Geographic Information Systems
It seems like Tora Johnson knows everybody on campus. She’s director of the college’s all new GIS Service Center, opened in Fall 2008 and located in Torrey Hall. A recent $740,500 grant from the National Science Foundation has helped expand the breadth and scope of activities at the center, including the addition of state-of-the-art software for analyzing oceanographic and satellite imagery, additional workstations, and expanded classroom space.
GIS (Geographic Information Systems) technology is a relatively new field, made possible by the quantum advances in the development of low-cost yet powerful personal computer systems. GIS refers to the computer software, data, and methods that allow users to easily collect, store and manage spatial information, create maps, and analyze spatial relationships. It’s basically a very sophisticated way to organize and analyze map information. With GIS, you can ask geographic questions, solve geographic problems, or communicate geographic ideas. Every day, all around the country, people use GIS to answer questions such as:
• How many rural U.S. residents lack health insurance, and where do they live?
• Is there a pattern to the spread of swine flu?
• How would new Homeland Security regulations impact international air traffic?
• Where are the most profitable markets for U.S. fish products?
• Where is the best location for a new nuclear waste storage facility?
• Which national parks are most visited, and where do those visitors come from?
Johnson sees GIS as a tool to support and facilitate research programs across all disciplines at the college, and as a way for students to reach out into the surrounding communities. At some point, almost everybody ends up in the GIS lab, whether they’re studying science, anthropology, or community planning. For Johnson, it’s about seeing students apply the theories she teaches to real issues.
A Real-World Education
“This kind of real-world education is more challenging than sitting in a classroom. I can’t always predict the outcome or the pitfalls we’ll face along the way, but there simply isn’t a better way to learn than by doing, overcoming obstacles and challenges, and finding elegant solutions to new problems.”
Teri Dane ’06, from Tilton, NH, graduated from UMaine-Machias with a degree in Marine Biology and was hired as a GIS consultant by Project SHARE, an organization that maps salmon habitat. She now works as a GIS analyst/technician for the Florida Fish and Wildlife Conservation Commission’s Fish and Wildlife Research Institute.
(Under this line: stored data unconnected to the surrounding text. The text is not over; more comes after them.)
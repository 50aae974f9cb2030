use ratatui::{
    buffer::Buffer,
    layout::Rect,
    style::{Color, Modifier, Style},
    text::{Line, Span},
    widgets::{Block, Borders, Paragraph, Widget},
};

use super::status_level_to_color;
use crate::presentation::view_models::{NoticeViewModel, ScreenViewModel, StatusLevel};

pub struct SearchBarView<'a> {
    model: &'a ScreenViewModel,
}

impl<'a> SearchBarView<'a> {
    pub fn new(model: &'a ScreenViewModel) -> Self {
        Self { model }
    }
}

impl<'a> Widget for SearchBarView<'a> {
    fn render(self, area: Rect, buf: &mut Buffer) {
        let border = if self.model.search_focused {
            Style::default().fg(Color::Yellow)
        } else {
            Style::default()
        };
        let block = Block::default()
            .title(format!("bintrack · {}", self.model.server))
            .borders(Borders::ALL)
            .border_style(border);

        let mut spans = vec![Span::styled("Search: ", Style::default().fg(Color::Gray))];
        if self.model.search.is_empty() && !self.model.search_focused {
            spans.push(Span::styled(
                "press / to search bins and products",
                Style::default().fg(Color::DarkGray),
            ));
        } else {
            spans.push(Span::raw(self.model.search.as_str()));
        }
        if self.model.search_focused {
            spans.push(Span::styled("▏", Style::default().fg(Color::Yellow)));
        }
        if self.model.busy {
            spans.push(Span::styled(
                "  loading…",
                Style::default().fg(Color::Cyan).add_modifier(Modifier::ITALIC),
            ));
        }

        Paragraph::new(Line::from(spans)).block(block).render(area, buf);
    }
}

/// Latest notices, newest last.
pub struct NoticeView<'a> {
    notices: &'a [NoticeViewModel],
}

impl<'a> NoticeView<'a> {
    pub fn new(notices: &'a [NoticeViewModel]) -> Self {
        Self { notices }
    }
}

impl<'a> Widget for NoticeView<'a> {
    fn render(self, area: Rect, buf: &mut Buffer) {
        let skip = self.notices.len().saturating_sub(area.height as usize);
        let lines: Vec<Line> = self
            .notices
            .iter()
            .skip(skip)
            .map(|notice| {
                let color = status_level_to_color(notice.level);
                Line::from(vec![
                    Span::styled(
                        format!("{} ", notice.level.icon()),
                        Style::default().fg(color),
                    ),
                    Span::styled(notice.message.as_str(), Style::default().fg(color)),
                ])
            })
            .collect();
        Paragraph::new(lines).render(area, buf);
    }
}

/// Key help for the main screen.
pub struct StatusBarView<'a> {
    model: &'a ScreenViewModel,
}

impl<'a> StatusBarView<'a> {
    pub fn new(model: &'a ScreenViewModel) -> Self {
        Self { model }
    }
}

impl<'a> Widget for StatusBarView<'a> {
    fn render(self, area: Rect, buf: &mut Buffer) {
        let keys: &[(&str, &str)] = if self.model.search_focused {
            &[("Enter", "done"), ("Esc", "clear")]
        } else {
            &[
                ("/", "search"),
                ("v", "view"),
                ("a", "add"),
                ("e", "edit"),
                ("+", "adjust"),
                ("d", "delete"),
                ("r", "reload"),
                ("L", "logout"),
                ("q", "quit"),
            ]
        };

        let mut spans = Vec::new();
        for (key, action) in keys {
            spans.push(Span::styled(
                format!("[{}]", key),
                Style::default().fg(Color::Yellow),
            ));
            spans.push(Span::raw(format!(" {} ", action)));
        }

        let count = self.model.inventory.rows().len();
        let level = if count == 0 {
            StatusLevel::Warning
        } else {
            StatusLevel::Info
        };
        spans.push(Span::styled(
            format!(" {} shown", count),
            Style::default().fg(status_level_to_color(level)),
        ));

        Paragraph::new(Line::from(spans)).render(area, buf);
    }
}
//! TUI View Components
//!
//! Ratatui widgets for the `browse` screen. Each component wraps a
//! reference to a ViewModel and only maps it onto widgets.

pub mod inventory;
pub mod modal;
pub mod status_bar;

pub use inventory::{CardGridView, InventoryTableView, SummaryView};
pub use modal::ModalView;
pub use status_bar::{NoticeView, SearchBarView, StatusBarView};

use crate::presentation::view_models::StatusLevel;
use ratatui::layout::{Constraint, Flex, Layout, Rect};
use ratatui::style::Color;

pub(crate) fn status_level_to_color(level: StatusLevel) -> Color {
    match level {
        StatusLevel::Success => Color::Green,
        StatusLevel::Info => Color::Cyan,
        StatusLevel::Warning => Color::Yellow,
        StatusLevel::Error => Color::Red,
    }
}

/// Rect of `width` x `height` centered in `area`, clamped to fit.
pub(crate) fn centered(area: Rect, width: u16, height: u16) -> Rect {
    let [row] = Layout::vertical([Constraint::Length(height.min(area.height))])
        .flex(Flex::Center)
        .areas(area);
    let [rect] = Layout::horizontal([Constraint::Length(width.min(area.width))])
        .flex(Flex::Center)
        .areas(row);
    rect
}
“When I was first introduced to GIS I found it difficult, but by second semester my opinion changed. It came to me as though it was second nature. If it wasn’t for the support and encouragement of Tora, I wouldn’t be a GIS consultant. She helped me apply what I learned in the classroom to real jobs.”
GIS and Service Learning
Every GIS course includes community service learning, which gets students out of the lab into the local towns. Using mapping skills honed at the GIS Center, student interns work with local land trusts and municipalities to provide data, training, mapping and analysis for comprehensive plans, land use and conservation programs.
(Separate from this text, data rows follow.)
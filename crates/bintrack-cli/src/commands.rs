use super::args::{Cli, Commands, ConfigCommand, HistoryCommand};
use super::handlers::{self, HandlerContext};
use super::logging::{self, LogSink};
use anyhow::Result;
use bintrack_runtime::{Config, resolve_data_dir};
use std::path::Path;

pub fn run(cli: Cli) -> Result<()> {
    let data_dir = resolve_data_dir(cli.data_dir.as_deref())?;

    let Some(command) = cli.command else {
        show_guidance(&data_dir);
        return Ok(());
    };

    // The browser owns the terminal, so its logs go to a file.
    let sink = match command {
        Commands::Browse { .. } => LogSink::File(&data_dir),
        _ => LogSink::Stderr,
    };
    logging::init(cli.log_level, sink)?;

    let config = Config::load(&data_dir)?.with_server_override(cli.server.as_deref());
    let ctx = HandlerContext::new(cli.format, data_dir.clone(), config);

    match command {
        Commands::Config { command } => match command {
            ConfigCommand::Init { force } => handlers::config::init(&ctx, force),
            ConfigCommand::Show => handlers::config::show(&ctx),
        },
        command => {
            let runtime = tokio::runtime::Builder::new_current_thread()
                .enable_all()
                .build()?;
            runtime.block_on(dispatch(&ctx, command))
        }
    }
}

async fn dispatch(ctx: &HandlerContext, command: Commands) -> Result<()> {
    match command {
        Commands::List { search, view } => {
            handlers::list::handle(ctx, search, view.map(Into::into)).await
        }

        Commands::Bins { search } => handlers::bins::handle(ctx, search).await,

        Commands::Products { query } => handlers::products::handle(ctx, query).await,

        Commands::Add {
            bin_id,
            upc,
            description,
            cases,
            qty_per_case,
        } => {
            let args = handlers::record::RecordArgs {
                bin_id,
                upc,
                description,
                cases,
                qty_per_case,
            };
            handlers::record::handle_add(ctx, args).await
        }

        Commands::Update {
            id,
            bin_id,
            upc,
            description,
            cases,
            qty_per_case,
        } => {
            let args = handlers::record::RecordArgs {
                bin_id,
                upc,
                description,
                cases,
                qty_per_case,
            };
            handlers::record::handle_update(ctx, id, args).await
        }

        Commands::Adjust { id, by, notes } => {
            handlers::record::handle_adjust(ctx, id, by, notes).await
        }

        Commands::Delete { id, yes } => handlers::record::handle_delete(ctx, id, yes).await,

        Commands::History { command } => match command {
            HistoryCommand::List {
                record_id,
                operation,
                user,
                since,
                until,
                limit,
            } => {
                let args = handlers::history::HistoryArgs {
                    record_id,
                    operation: operation.map(Into::into),
                    user,
                    since,
                    until,
                    limit,
                };
                handlers::history::list(ctx, args).await
            }
            HistoryCommand::Stats => handlers::history::stats(ctx).await,
        },

        Commands::Health => handlers::health::handle(ctx).await,

        Commands::Logout => handlers::logout::handle(ctx).await,

        Commands::Browse { view } => handlers::browse::handle(ctx, view.map(Into::into)).await,

        Commands::Config { command } => match command {
            ConfigCommand::Init { force } => handlers::config::init(ctx, force),
            ConfigCommand::Show => handlers::config::show(ctx),
        },
    }
}

fn show_guidance(data_dir: &Path) {
    let config_exists = Config::path_in(data_dir).exists();

    println!("bintrack - Warehouse bin-location inventory client\n");

    if !config_exists {
        println!("Get started:");
        println!("  bintrack config init --server http://<host>:5000\n");
        println!("Then sign in through the server's /login page and paste the");
        println!("session cookie into server.session_cookie.\n");
    } else {
        println!("Quick commands:");
        println!("  bintrack list                     # Table of all records");
        println!("  bintrack list -s cold --view card # Filtered cards");
        println!("  bintrack adjust <ID> --by -2      # Remove two cases");
        println!("  bintrack browse                   # Interactive browser\n");
    }

    println!("For more commands:");
    println!("  bintrack --help");
}
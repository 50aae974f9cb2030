/// Escape text for interpolation into HTML element content or attribute values.
pub fn escape_html(input: &str) -> String {
    let mut out = String::with_capacity(input.len());
    for ch in input.chars() {
        match ch {
            '&' => out.push_str("&amp;"),
            '<' => out.push_str("&lt;"),
            '>' => out.push_str("&gt;"),
            '"' => out.push_str("&quot;"),
            '\'' => out.push_str("&#039;"),
            _ => out.push(ch),
        }
    }
    out
}
use serde::{Deserialize, Serialize};

/// Product search hit. Never cached beyond the suggestion list that shows it.
#[derive(Debug, Clone, PartialEq, Serialize, Deserialize)]
pub struct Product {
    #[serde(rename = "ProductID", default, skip_serializing_if = "Option::is_none")]
    pub product_id: Option<i64>,

    #[serde(rename = "ProductUPC", default)]
    pub upc: Option<String>,

    #[serde(rename = "ProductDescription", default)]
    pub description: Option<String>,

    #[serde(rename = "UnitQty2", default)]
    pub unit_qty: Option<f64>,
}

impl Product {
    pub fn upc(&self) -> &str {
        self.upc.as_deref().unwrap_or_default()
    }

    pub fn description(&self) -> &str {
        self.description.as_deref().unwrap_or_default()
    }

    /// Default units per case, `None` when unset or zero.
    pub fn qty_per_case(&self) -> Option<f64> {
        self.unit_qty.filter(|qty| *qty > 0.0)
    }
}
A good example of this type of service learning is Johnson’s Advanced Projects in Conservation course, fall 2007. Through a grant from the Maine Coast Heritage Trust, UMM students worked with three Washington County land trusts to develop a regional strategic land conservation plan. The UMM GIS Service Center helped the participating land trusts identify the region’s assets and resources, gather GIS data, and model and map the land trusts’ priorities.
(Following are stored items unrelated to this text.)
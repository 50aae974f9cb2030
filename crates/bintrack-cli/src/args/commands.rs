use crate::types::{OperationArg, ViewArg};
use clap::Subcommand;

#[derive(Subcommand)]
pub enum Commands {
    #[command(about = "List inventory records")]
    List {
        /// Case-insensitive substring matched against bin name and product description
        #[arg(long, short)]
        search: Option<String>,

        #[arg(long)]
        view: Option<ViewArg>,
    },

    #[command(about = "List bin locations")]
    Bins {
        #[arg(long, short)]
        search: Option<String>,
    },

    #[command(about = "Search the product catalog")]
    Products {
        /// At least two characters of a description or UPC
        query: String,
    },

    #[command(about = "Add a product to a bin location")]
    Add {
        #[arg(long)]
        bin_id: Option<i64>,

        #[arg(long)]
        upc: Option<String>,

        #[arg(long)]
        description: Option<String>,

        #[arg(long)]
        cases: Option<String>,

        #[arg(long)]
        qty_per_case: Option<String>,
    },

    #[command(about = "Edit a record; omitted fields keep their current value")]
    Update {
        id: i64,

        #[arg(long)]
        bin_id: Option<i64>,

        #[arg(long)]
        upc: Option<String>,

        #[arg(long)]
        description: Option<String>,

        #[arg(long)]
        cases: Option<String>,

        #[arg(long)]
        qty_per_case: Option<String>,
    },

    #[command(about = "Add or remove cases")]
    Adjust {
        id: i64,

        /// Signed case delta, e.g. 3 or -2
        #[arg(long, allow_negative_numbers = true)]
        by: Option<String>,

        #[arg(long)]
        notes: Option<String>,
    },

    #[command(about = "Delete a record")]
    Delete {
        id: i64,

        /// Skip the confirmation summary and delete
        #[arg(long, short)]
        yes: bool,
    },

    #[command(about = "Inspect the audit trail")]
    History {
        #[command(subcommand)]
        command: HistoryCommand,
    },

    #[command(about = "Check that the server is reachable")]
    Health,

    #[command(about = "End the server session and forget the stored cookie")]
    Logout,

    #[command(about = "Interactive inventory browser")]
    Browse {
        #[arg(long)]
        view: Option<ViewArg>,
    },

    #[command(about = "Manage the configuration file")]
    Config {
        #[command(subcommand)]
        command: ConfigCommand,
    },
}

#[derive(Subcommand)]
pub enum HistoryCommand {
    #[command(about = "List audit entries, newest first")]
    List {
        #[arg(long)]
        record_id: Option<i64>,

        #[arg(long)]
        operation: Option<OperationArg>,

        #[arg(long)]
        user: Option<String>,

        /// Start date (YYYY-MM-DD)
        #[arg(long)]
        since: Option<String>,

        /// End date (YYYY-MM-DD)
        #[arg(long)]
        until: Option<String>,

        #[arg(long, default_value = "500")]
        limit: u32,
    },

    #[command(about = "Operation counts")]
    Stats,
}

#[derive(Subcommand)]
pub enum ConfigCommand {
    #[command(about = "Write a config file with defaults")]
    Init {
        #[arg(long)]
        force: bool,
    },

    #[command(about = "Print the effective configuration")]
    Show,
}
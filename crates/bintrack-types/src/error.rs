use std::fmt;

/// Result type for bintrack-types operations
pub type Result<T> = std::result::Result<T, Error>;

/// Error types that can occur in the types layer
#[derive(Debug, Clone, PartialEq, Eq)]
pub enum Error {
    /// A textual value could not be parsed into a domain enum
    InvalidValue { kind: &'static str, value: String },
}

impl fmt::Display for Error {
    fn fmt(&self, f: &mut fmt::Formatter<'_>) -> fmt::Result {
        match self {
            Error::InvalidValue { kind, value } => {
                write!(f, "Invalid {}: '{}'", kind, value)
            }
        }
    }
}

impl std::error::Error for Error {}
//! Session orchestration for the inventory client.
//!
//! [`InventorySession`] owns the record snapshot, the active search and view,
//! the two autocomplete fields, the open dialog, notices and pending
//! navigation. Front ends drive it and render from it; they never keep
//! inventory state of their own.

pub mod autocomplete;
pub mod busy;
pub mod config;
pub mod debounce;
pub mod error;
pub mod form;
pub mod notify;
pub mod session;
pub mod store;

pub use autocomplete::{
    AutocompleteState, BinLocationSearch, Dropdown, KeyOutcome, NavKey, ProductSearch,
    SuggestionReceiver, SuggestionSender, SuggestionUpdate, suggestion_channel,
};
pub use busy::{BusyGuard, BusyIndicator};
pub use config::{Config, resolve_data_dir};
pub use debounce::Debouncer;
pub use error::{Error, Result};
pub use form::{AdjustForm, DeleteConfirmation, FormMode, Modal, RecordForm};
pub use notify::{Notice, NoticeLevel, Notifier, Redirect, Route};
pub use session::{InventorySession, SessionSettings, SubmitOutcome};
pub use store::RecordStore;
use serde::Serialize;

use super::common::{Guidance, StatusBadge};

/// What a one-shot command hands to the renderer.
///
/// `content` is the only part the HTML format emits; plain text adds the
/// badge above it and the tips below.
#[derive(Debug, Serialize)]
pub struct CommandResultViewModel<T: Serialize> {
    #[serde(skip_serializing_if = "Option::is_none")]
    pub badge: Option<StatusBadge>,
    pub content: T,
    #[serde(skip_serializing_if = "Vec::is_empty")]
    pub suggestions: Vec<Guidance>,
}

impl<T: Serialize> CommandResultViewModel<T> {
    pub fn new(content: T) -> Self {
        Self {
            badge: None,
            content,
            suggestions: Vec::new(),
        }
    }

    pub fn with_badge(mut self, badge: StatusBadge) -> Self {
        self.badge = Some(badge);
        self
    }

    pub fn with_suggestion(mut self, tip: Guidance) -> Self {
        self.suggestions.push(tip);
        self
    }
}
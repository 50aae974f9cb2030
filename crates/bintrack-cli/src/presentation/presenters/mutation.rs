use bintrack_runtime::{DeleteConfirmation, SubmitOutcome};

use crate::presentation::view_models::{
    CommandResultViewModel, DeleteConfirmationViewModel, Guidance, MutationKind,
    MutationViewModel, StatusBadge,
};

pub fn present_mutation(
    operation: MutationKind,
    record_id: Option<i64>,
    outcome: SubmitOutcome,
    record_count: usize,
) -> CommandResultViewModel<MutationViewModel> {
    let badge = StatusBadge::success(outcome.message.clone());
    let content = MutationViewModel {
        operation,
        record_id,
        message: outcome.message,
        record_count,
    };

    let mut result = CommandResultViewModel::new(content).with_badge(badge);
    if operation != MutationKind::Delete {
        if let Some(id) = record_id {
            result = result.with_suggestion(
                Guidance::new("Review the audit trail")
                    .with_command(format!("bintrack history list --record-id {}", id)),
            );
        }
    }
    result
}

pub fn present_delete_confirmation(
    confirmation: &DeleteConfirmation,
) -> CommandResultViewModel<DeleteConfirmationViewModel> {
    let id = confirmation.record_id.get();
    let content = DeleteConfirmationViewModel {
        record_id: id,
        bin_location: confirmation.bin_location.clone(),
        product: confirmation.product.clone(),
        cases: confirmation.cases,
    };

    CommandResultViewModel::new(content)
        .with_badge(StatusBadge::warning(
            "Are you sure you want to delete this record?",
        ))
        .with_suggestion(
            Guidance::new("Delete it").with_command(format!("bintrack delete {} --yes", id)),
        )
}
Early in the semester, students met with land trust staff to define the scope of the study. Topics included areas such as habitat, hydrology, scenic resources, recreational resources, demography and economics, topography, and land use. Students used the information they gathered to create models for identifying high-priority conservation lands based upon conservation goals specified by the collaborating land trusts. Students presented their findings to the land trusts and eventually their work was incorporated into the draft of the regional strategic conservation plan.